When I browse through the photo library, 2 different photos will appear in each "spot". One will be there briefly then another appears in it's place permanently. Sometimes I have to put my arrow on top of the first photo before it disappears and the other permanent one appears. The photos that appear first are often ones that are in the trash or no longer in the photo library. 
Any idea what's going on here?


----------



## tompatrick (Oct 14, 2011)

delete the photos from trash and see if its repeating again.


----------



## jmlachance (Nov 6, 2005)

Thanks.
I went to the Apple Iphoto forum and this is what someone sent me. So far so good, it seems to have solved my problems by dong some of the steps here (created new library..)

Try these in order - from best option on down...

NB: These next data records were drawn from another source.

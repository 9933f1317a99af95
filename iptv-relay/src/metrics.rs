//! Relay metrics collection and reporting.
//!
//! Process-local counters for the request path (selections, redirects,
//! proxied responses), the scoring scheduler (passes, probes), and the
//! channel document refresh.

use std::sync::atomic::{AtomicU64, Ordering};
use std::sync::Arc;
use std::time::Instant;

use log::info;
use serde::Serialize;

/// Relay-wide counters.
pub struct RelayMetrics {
    /// Process start time.
    start_time: Instant,
    /// Successful selections.
    selections: AtomicU64,
    /// Selections answered with a redirect.
    redirects: AtomicU64,
    /// Selections answered by relaying the upstream.
    proxied: AtomicU64,
    /// Relays that failed and fell back to a redirect.
    proxy_fallbacks: AtomicU64,
    /// Requests for channels without an available source.
    not_found: AtomicU64,
    /// Availability checks run by the scheduler.
    probes: AtomicU64,
    /// Availability checks that reported unavailable.
    failed_probes: AtomicU64,
    /// Completed scoring passes.
    scoring_passes: AtomicU64,
    /// Channel document refreshes applied.
    refreshes_ok: AtomicU64,
    /// Channel document refreshes rejected.
    refreshes_failed: AtomicU64,
}

/// Point-in-time copy of [`RelayMetrics`].
#[derive(Debug, Clone, PartialEq, Eq, Serialize)]
pub struct MetricsSnapshot {
    pub uptime_secs: u64,
    pub selections: u64,
    pub redirects: u64,
    pub proxied: u64,
    pub proxy_fallbacks: u64,
    pub not_found: u64,
    pub probes: u64,
    pub failed_probes: u64,
    pub scoring_passes: u64,
    pub refreshes_ok: u64,
    pub refreshes_failed: u64,
}

impl RelayMetrics {
    /// Create a new metrics instance.
    pub fn new() -> Arc<Self> {
        Arc::new(Self::default())
    }

    /// Record a successful selection.
    pub fn record_selection(&self, proxied: bool) {
        self.selections.fetch_add(1, Ordering::Relaxed);
        if proxied {
            self.proxied.fetch_add(1, Ordering::Relaxed);
        } else {
            self.redirects.fetch_add(1, Ordering::Relaxed);
        }
    }

    /// Record a relay that fell back to a redirect.
    pub fn record_proxy_fallback(&self) {
        self.proxy_fallbacks.fetch_add(1, Ordering::Relaxed);
    }

    /// Record a request with no available source.
    pub fn record_not_found(&self) {
        self.not_found.fetch_add(1, Ordering::Relaxed);
    }

    /// Record one scheduler probe.
    pub fn record_probe(&self, success: bool) {
        self.probes.fetch_add(1, Ordering::Relaxed);
        if !success {
            self.failed_probes.fetch_add(1, Ordering::Relaxed);
        }
    }

    /// Record a completed scoring pass.
    pub fn record_pass(&self) {
        self.scoring_passes.fetch_add(1, Ordering::Relaxed);
    }

    /// Record a refresh outcome.
    pub fn record_refresh(&self, ok: bool) {
        if ok {
            self.refreshes_ok.fetch_add(1, Ordering::Relaxed);
        } else {
            self.refreshes_failed.fetch_add(1, Ordering::Relaxed);
        }
    }

    /// Copy the current counter values.
    pub fn snapshot(&self) -> MetricsSnapshot {
        MetricsSnapshot {
            uptime_secs: self.start_time.elapsed().as_secs(),
            selections: self.selections.load(Ordering::Relaxed),
            redirects: self.redirects.load(Ordering::Relaxed),
            proxied: self.proxied.load(Ordering::Relaxed),
            proxy_fallbacks: self.proxy_fallbacks.load(Ordering::Relaxed),
            not_found: self.not_found.load(Ordering::Relaxed),
            probes: self.probes.load(Ordering::Relaxed),
            failed_probes: self.failed_probes.load(Ordering::Relaxed),
            scoring_passes: self.scoring_passes.load(Ordering::Relaxed),
            refreshes_ok: self.refreshes_ok.load(Ordering::Relaxed),
            refreshes_failed: self.refreshes_failed.load(Ordering::Relaxed),
        }
    }

    /// Print a human-readable metrics report.
    pub fn print_report(&self) {
        let s = self.snapshot();
        info!(
            "[Relay] Metrics: uptime={}s, selections={} (redirect={}, proxied={}, fallback={}), \
             not_found={}, probes={} (failed={}), passes={}, refreshes={}/{}",
            s.uptime_secs,
            s.selections,
            s.redirects,
            s.proxied,
            s.proxy_fallbacks,
            s.not_found,
            s.probes,
            s.failed_probes,
            s.scoring_passes,
            s.refreshes_ok,
            s.refreshes_ok + s.refreshes_failed
        );
    }
}

impl Default for RelayMetrics {
    fn default() -> Self {
        RelayMetrics {
            start_time: Instant::now(),
            selections: AtomicU64::new(0),
            redirects: AtomicU64::new(0),
            proxied: AtomicU64::new(0),
            proxy_fallbacks: AtomicU64::new(0),
            not_found: AtomicU64::new(0),
            probes: AtomicU64::new(0),
            failed_probes: AtomicU64::new(0),
            scoring_passes: AtomicU64::new(0),
            refreshes_ok: AtomicU64::new(0),
            refreshes_failed: AtomicU64::new(0),
        }
    }
}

1. Do you have an up-to-date back up? If so, try copy the library6.iphoto file from the back up to the iPhoto Library (Right Click -> Show Package Contents) allowing it to overwrite the damaged file.

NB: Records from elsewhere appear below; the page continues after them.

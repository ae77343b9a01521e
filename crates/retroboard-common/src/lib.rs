//! Shared domain types for the retroboard client.
//!
//! Plain records only: questions, post-its, templates and retros, plus the
//! [`SessionState`] aggregate that the client keeps in sync for the retro
//! being viewed. Wire-format quirks of the backend (numeric or string ids,
//! the `owner_id` rename, missing defaults) are absorbed here so the rest of
//! the client works with one canonical shape.

pub mod ids;
pub mod models;

pub use ids::{PostItId, QuestionId, RetroId, TemplateId, UserId};
pub use models::{PostIt, Question, Retro, SessionState, Template, TemplateQuestion};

2. Download iPhoto Library Manager and use its rebuild function. (In Library Manager it's the FIle -> Rebuild command)



This will create an entirely new library. It will then copy (or try to) your photos and all the associated metadata and versions to this new Library, and arrange it as close as it can to what you had in the damaged Library. It does this based on information it finds in the iPhoto sharing mechanism - but that means that things not shared won't be there, so no slideshows, books or calendars, for instance - but it should get all your events, albums and keywords, faces and places back.



Because this process creates an entirely new library and leaves your old one untouched, it is non-destructive, and if you're not happy with the results you can simply return to your old one. 



3. If neither of these work then you'll need to create and populate a new library.



To create and populate a new *iPhoto 08* library:



Note this will give you a working library with the same Events and pictures as before, however, you will lose your albums, keywords, modified versions, books, calendars etc.



In the iPhoto Preferences -> Events Uncheck the box at 'Imported Items from the Finder'



Move the iPhoto Library to the desktop



Launch iPhoto. It will ask if you wish to create a new Library. Say Yes.



Go into the iPhoto Library (Right Click -> Show Package Contents) on your desktop and find the Originals folder. From the Originals folder drag the individual Event Folders to the iPhoto Window and it will recreate them in the new library.



When you're sure all is well you can delete the iPhoto Library on your desktop.



In the future, in addition to your usual back up routine, you might like to make a copy of the library6.iPhoto file whenever you have made changes to the library as protection against database corruption.


----------